Aklın eğilimi ve çatlak bir özün sızdırması üzerine
Herhangi bir ilmi birikimi yoktur. Dilinden düşürmediği ama kalbine de indiremediği kelimeleri vardır.
Ne garip, dil kalbin üzerindedir.
İnsanın dilinden düşen kelimeler bazen hiç kalbine inmez.
Tekrarın içinde bir yanlışlığı vardır; bir doğruya inanır.
Ne tuhaf, yanlış tekrarlarla çoğalırken doğru bir tek kalır.

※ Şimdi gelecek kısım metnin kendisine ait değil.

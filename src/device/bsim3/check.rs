//! Parameter validation: fatal range errors, clamped recoverable values
//! and advisory warnings.

use super::params::ModelParams;
use super::temp::SizeParams;
use crate::report::{Reporter, Severity};

/// Range errors of the model and of every instance geometry.
pub fn fatal_reasons(m: &ModelParams, sizes: &[(&str, &SizeParams)]) -> Vec<String> {
    let mut out = Vec::new();
    let mut fatal = |cond: bool, msg: String| {
        if cond {
            out.push(msg);
        }
    };

    fatal(m.tox <= 0.0, format!("Toxe = {} is not positive", m.tox));
    fatal(m.npeak <= 0.0, format!("Nch = {} is not positive", m.npeak));
    fatal(m.nsub <= 0.0, format!("Nsub = {} is not positive", m.nsub));
    fatal(
        m.ngate < 0.0 || m.ngate > 1e25,
        format!("Ngate = {} is not in range [0, 1e25]", m.ngate),
    );
    fatal(m.xj <= 0.0, format!("Xj = {} is not positive", m.xj));
    fatal(m.dvt1 < 0.0, format!("Dvt1 = {} is negative", m.dvt1));
    fatal(m.dvt1w < 0.0, format!("Dvt1w = {} is negative", m.dvt1w));
    fatal(m.dsub < 0.0, format!("Dsub = {} is negative", m.dsub));
    fatal(m.delta < 0.0, format!("Delta = {} is negative", m.delta));
    fatal(m.pclm <= 0.0, format!("Pclm = {} is not positive", m.pclm));

    for (inst, p) in sizes {
        fatal(m.nlx < -p.leff, format!("{inst}: Nlx = {} is less than -Leff", m.nlx));
        fatal(m.w0 == -p.weff, format!("{inst}: (W0 + Weff) = 0 causing divided-by-zero"));
        fatal(p.u0temp <= 0.0, format!("{inst}: mobility at current temperature = {} is not positive", p.u0temp));
        fatal(
            p.vsattemp <= 0.0,
            format!("{inst}: Vsat at current temperature = {} is not positive", p.vsattemp),
        );
        fatal(p.leff <= 0.0, format!("{inst}: Effective channel length = {} is not positive", p.leff));
        fatal(p.leff_cv <= 0.0, format!("{inst}: Effective channel length for C-V = {} is not positive", p.leff_cv));
        fatal(p.weff <= 0.0, format!("{inst}: Effective channel width = {} is not positive", p.weff));
        fatal(p.weff_cv <= 0.0, format!("{inst}: Effective channel width for C-V = {} is not positive", p.weff_cv));
    }
    out
}

/// Clamp recoverable parameters, warning once per change.
pub fn clamp(m: &mut ModelParams, source: &str, reporter: &mut dyn Reporter) {
    if m.a2 < 0.01 {
        reporter.report(Severity::Warning, source, &format!("A2 = {} is too small. Set to 0.01.", m.a2));
        m.a2 = 0.01;
    } else if m.a2 > 1.0 {
        reporter.report(
            Severity::Warning,
            source,
            &format!("A2 = {} is larger than 1. A2 is set to 1 and A1 is set to 0.", m.a2),
        );
        m.a2 = 1.0;
        m.a1 = 0.0;
    }
    for (name, value) in [("CGDO", &mut m.cgdo), ("CGSO", &mut m.cgso), ("CGBO", &mut m.cgbo)] {
        if *value < 0.0 {
            reporter.report(Severity::Warning, source, &format!("{name} = {value} is negative. Set to zero."));
            *value = 0.0;
        }
    }
}

/// Values that are legal but unusual.
pub fn advise(m: &ModelParams, sizes: &[(&str, &SizeParams)], source: &str, reporter: &mut dyn Reporter) {
    let mut warn = |cond: bool, msg: String| {
        if cond {
            reporter.report(Severity::Warning, source, &msg);
        }
    };
    warn(m.tox < 1e-9, format!("Tox = {} is less than 10A", m.tox));
    warn(m.npeak <= 1e15, format!("Nch = {} may be too small", m.npeak));
    warn(m.npeak >= 1e21, format!("Nch = {} may be too large", m.npeak));
    warn(m.nsub <= 1e14, format!("Nsub = {} may be too small", m.nsub));
    warn(m.nsub >= 1e21, format!("Nsub = {} may be too large", m.nsub));
    warn(m.dvt0 < 0.0, format!("Dvt0 = {} is negative", m.dvt0));
    warn(m.nfactor < 0.0, format!("Nfactor = {} is negative", m.nfactor));
    warn(m.cdsc < 0.0, format!("Cdsc = {} is negative", m.cdsc));
    warn(m.eta0 < 0.0, format!("Eta0 = {} is negative", m.eta0));
    for (inst, p) in sizes {
        warn(p.leff <= 5e-8, format!("{inst}: Leff = {} may be too small", p.leff));
        warn(
            p.vsattemp > 0.0 && p.vsattemp < 1e3,
            format!("{inst}: Vsat at current temperature = {} may be too small", p.vsattemp),
        );
    }
}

İnsanın varlık düzeyi, diliyle kalbi arasında gidip gelmesinde saklıdır.
Bir fikri yoktur.
Bazen bütün ışıklar önünü görmesini engellediği için “Ne kadar da karanlık bir zaman!” der.

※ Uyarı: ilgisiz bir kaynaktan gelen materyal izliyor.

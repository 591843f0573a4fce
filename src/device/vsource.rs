use super::waveform::Waveform;
use super::{bad_param, no_instance, Device, DeviceKind, Setup};
use crate::context::{AnalysisMode, SimContext};
use crate::error::Result;
use crate::matrix::{MatrixHandle, SparseMatrix};
use num_complex::Complex64;

#[derive(Debug, Clone, Copy)]
struct Handles {
    pos_br: MatrixHandle,
    neg_br: MatrixHandle,
    br_pos: MatrixHandle,
    br_neg: MatrixHandle,
}

#[derive(Debug, Clone)]
struct Instance {
    name: String,
    terminals: [String; 2],
    dc: f64,
    ac_mag: f64,
    ac_phase: f64,
    waveform: Option<Waveform>,
    branch: usize,
    handles: Option<Handles>,
}

/// Independent voltage sources. Each adds a branch-current unknown.
#[derive(Debug, Clone)]
pub struct VoltageSource {
    name: String,
    instances: Vec<Instance>,
}

impl VoltageSource {
    pub fn new(name: &str) -> Self {
        Self {
            name: name.to_string(),
            instances: Vec::new(),
        }
    }

    pub fn add(&mut self, name: &str, pos: &str, neg: &str, dc: f64) -> &mut Self {
        self.instances.push(Instance {
            name: name.to_string(),
            terminals: [pos.to_string(), neg.to_string()],
            dc,
            ac_mag: 0.0,
            ac_phase: 0.0,
            waveform: None,
            branch: 0,
            handles: None,
        });
        self
    }

    /// Attach a transient waveform to the most recently added instance.
    pub fn with_waveform(&mut self, waveform: Waveform) -> &mut Self {
        if let Some(inst) = self.instances.last_mut() {
            inst.waveform = Some(waveform);
        }
        self
    }

    /// Set the AC excitation of the most recently added instance.
    pub fn with_ac(&mut self, magnitude: f64, phase_deg: f64) -> &mut Self {
        if let Some(inst) = self.instances.last_mut() {
            inst.ac_mag = magnitude;
            inst.ac_phase = phase_deg;
        }
        self
    }

    pub fn set_waveform(&mut self, instance: &str, waveform: Waveform) -> Result<()> {
        let inst = self
            .instances
            .iter_mut()
            .find(|i| i.name == instance)
            .ok_or_else(|| no_instance(&self.name, instance))?;
        inst.waveform = Some(waveform);
        Ok(())
    }

    /// Branch-current unknown of an instance, once set up.
    pub fn branch_of(&self, instance: &str) -> Option<usize> {
        self.instances.iter().find(|i| i.name == instance).map(|i| i.branch)
    }
}

impl Instance {
    fn value(&self, ctx: &SimContext) -> f64 {
        let v = match (ctx.mode, &self.waveform) {
            (AnalysisMode::DcOp | AnalysisMode::DcSweep, _) | (_, None) => self.dc,
            (AnalysisMode::TranOp, Some(w)) => w.value(0.0),
            (_, Some(w)) => w.value(ctx.time),
        };
        v * ctx.src_fact
    }
}

impl Device for VoltageSource {
    fn kind(&self) -> DeviceKind {
        DeviceKind::VoltageSource
    }

    fn name(&self) -> &str {
        &self.name
    }

    fn instance_names(&self) -> Vec<&str> {
        self.instances.iter().map(|i| i.name.as_str()).collect()
    }

    fn set_instance_param(&mut self, instance: &str, param: &str, value: f64) -> Result<()> {
        let inst = self
            .instances
            .iter_mut()
            .find(|i| i.name == instance)
            .ok_or_else(|| no_instance(&self.name, instance))?;
        match param {
            "dc" => inst.dc = value,
            "acmag" => inst.ac_mag = value,
            "acphase" => inst.ac_phase = value,
            _ => return Err(bad_param(instance, param)),
        }
        Ok(())
    }

    fn ask(&self, instance: &str, param: &str) -> Option<f64> {
        let inst = self.instances.iter().find(|i| i.name == instance)?;
        match param {
            "dc" => Some(inst.dc),
            "acmag" => Some(inst.ac_mag),
            "acphase" => Some(inst.ac_phase),
            _ => None,
        }
    }

    fn setup(&mut self, setup: &mut Setup<'_>) -> Result<()> {
        for inst in &mut self.instances {
            let p = setup.node(&inst.terminals[0]);
            let n = setup.node(&inst.terminals[1]);
            let k = setup.branch(&inst.name);
            inst.branch = k;
            inst.handles = Some(Handles {
                pos_br: setup.allocate(p, k),
                neg_br: setup.allocate(n, k),
                br_pos: setup.allocate(k, p),
                br_neg: setup.allocate(k, n),
            });
        }
        Ok(())
    }

    fn load(&mut self, ctx: &mut SimContext, matrix: &mut SparseMatrix) -> Result<()> {
        for inst in &self.instances {
            let Some(h) = &inst.handles else { continue };
            matrix.add(h.pos_br, 1.0);
            matrix.add(h.neg_br, -1.0);
            matrix.add(h.br_pos, 1.0);
            matrix.add(h.br_neg, -1.0);
            ctx.rhs[inst.branch] += inst.value(ctx);
        }
        Ok(())
    }

    fn ac_load(&self, ctx: &mut SimContext, matrix: &mut SparseMatrix) -> Result<()> {
        self.pz_load(Complex64::new(0.0, ctx.omega), matrix)?;
        for inst in &self.instances {
            ctx.ac_rhs[inst.branch] += Complex64::from_polar(inst.ac_mag, inst.ac_phase.to_radians());
        }
        Ok(())
    }

    fn pz_load(&self, _s: Complex64, matrix: &mut SparseMatrix) -> Result<()> {
        let one = Complex64::new(1.0, 0.0);
        for inst in &self.instances {
            let Some(h) = &inst.handles else { continue };
            matrix.add_complex(h.pos_br, one);
            matrix.add_complex(h.neg_br, -one);
            matrix.add_complex(h.br_pos, one);
            matrix.add_complex(h.br_neg, -one);
        }
        Ok(())
    }
}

Zamanın bir örtü olduğunu bilir.
İnanmayanlara şöyle seslenir: “Yetmiş kez üç yüz altmış beş günü ve altı saati tekrar eden adama bakın.”
Zaman ne de çirkin örtülmüştür yüzünde.
İnatçı bir zihni vardır.
Belleği, acıdan çatlayıp ikiye bölünen bir atın son nefesi kadar keskindir.
Kesilip biçilen bir düşün, bir düşüşün son adımındadır.
Birazdan uyanır.
Bilgi, dişlerinde ışıldayıp durur.
Hiçbir şey söylememiş olmanın sonuna varır.
Saçlarında zaman parlayıp durur.
Karanlığın damarlarına akan akların sonu gelir.
Hem bir rüya hem de kesintisiz bir uyku gibidir suretinde gezinen yaşam; göz kapaklarında aralanır.
“Ölüm, dostlarım,” der, “ölüm zamanın üstünü açık bıraktığı bir çocuğun ilk çığlığıdır.”
Önce kendisi, sonra bütün nefes alanlar buna inanmaz.
Toprağın damarlarında akan suyla çatlar tohum.
Öz, çatlak bir şeydir; önce biraz ışıkla sıvanır, sonra dalga dalga karanlık sızar içeri.
İçinde hiç güneş doğmamış günler vardır.
İçinde hiç batmayan aylar.
“Gökyüzü ne de kepeklidir,” der, “biri saçlarını taramış.”
Aklını bir yıldızın kuyruğuna kaptırır.
Bir milyon yıl önce sönmüş ama ışıltısı hâlâ yayılmaya devam eden bir yıldızdır o.
Eğilip bir kuru daldan fışkıran öze bakar;
bir de kendi kurumuş damarlarında, kavruk ve insanlığın tarihi kadar eski özüne.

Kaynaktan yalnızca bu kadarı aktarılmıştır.